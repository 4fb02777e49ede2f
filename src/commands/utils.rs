use crate::output::read_report;
use crate::parser::MetricView;
use crate::utils::config::SCHEMA_VERSION;
use anyhow::{Context, Result};
use colored::*;
use std::path::PathBuf;

/// Validate a report JSON file
pub fn validate_report_file(file_path: PathBuf) -> Result<()> {
    println!("Validating report: {}", file_path.display());

    let report = read_report(&file_path)
        .with_context(|| format!("Failed to read report {}", file_path.display()))?;

    if report.version != SCHEMA_VERSION {
        anyhow::bail!(
            "Unsupported report version {} (expected {})",
            report.version,
            SCHEMA_VERSION
        );
    }

    println!("{}", "✓ Valid report JSON".green());
    println!("  Version: {}", report.version);
    println!("  Generated: {}", report.generated_at);
    println!("  Records: {}", report.record_count);
    println!("  Groups: {}", report.groups.len());
    println!("  Skipped: {}", report.skipped.total());
    for view in &report.views {
        let kind = match view {
            MetricView::Flat { .. } => "flat",
            MetricView::TimeSeries { .. } => "time series",
        };
        println!("  View: {} ({}, {} rows)", view.metric(), kind, view.row_count());
    }

    Ok(())
}

/// Display schema information
pub fn display_schema(show_details: bool) {
    println!("eCFR Insight Report Schema");
    println!("Current Version: {}", SCHEMA_VERSION);
    println!();

    if show_details {
        println!("Schema Structure:");
        println!("  version: string            - Schema version (e.g., '1.0.0')");
        println!("  generated_at: string       - ISO 8601 timestamp");
        println!("  record_count: number       - Raw records fed to the engine");
        println!("  parameters: object         - Run parameters");
        println!("    group_filter: string     - 'All' or a title number");
        println!("    word_source: string      - 'label' or 'word_count'");
        println!("    granularity: string?     - Bucket step (time series only)");
        println!("    lookback_years: number?  - Window length (time series only)");
        println!("    window_start/end: string? - Window bounds, RFC 3339");
        println!("    bucket_count: number?    - Generated buckets");
        println!("  skipped: object            - Records left out, by reason");
        println!("  groups: array              - Flat totals per title");
        println!("    key, name: string        - Title number and department");
        println!("    word_count, section_count, part_count: number");
        println!("    avg_words_per_section: number");
        println!("  views: array               - One per requested metric");
        println!("    kind: string             - 'flat' or 'time_series'");
        println!("    metric: string           - wordCount, sectionCount, partCount, avgWordsPerSection");
        println!("    rows: array              - {{key, label, value}} or {{key, label, points}}");
    } else {
        println!("Use --show for detailed schema information");
    }
}

/// Display version information
pub fn display_version() {
    println!("eCFR Insight v{}", env!("CARGO_PKG_VERSION"));
    println!("Report Schema: v{}", SCHEMA_VERSION);
    println!();
    println!("Word, section and part statistics for regulatory titles, by title and over time.");
}
//! eCFR Insight
//!
//! Aggregation engine for regulatory-text records: word, section and
//! part counts grouped by title, collapsed or bucketed over time.
//!
//! This crate provides the core implementation for the
//! `ecfr-insight` CLI tool.
//!
//! ## Getting Started
//!
//! ```bash
//! ecfr-insight aggregate --input records.json --metric wordCount --summary
//! ecfr-insight timeseries --input records.json --granularity annually --summary
//! ```

pub mod aggregator;
pub mod commands;
pub mod output;
pub mod parser;
pub mod utils;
_ _ _
» Task details
The answer must consist of the lines from the one with "pub mod commands;" through the final line of the entries above, exactly as they are, and nothing else.

» Result
pub mod commands;
pub mod output;
pub mod parser;
pub mod utils;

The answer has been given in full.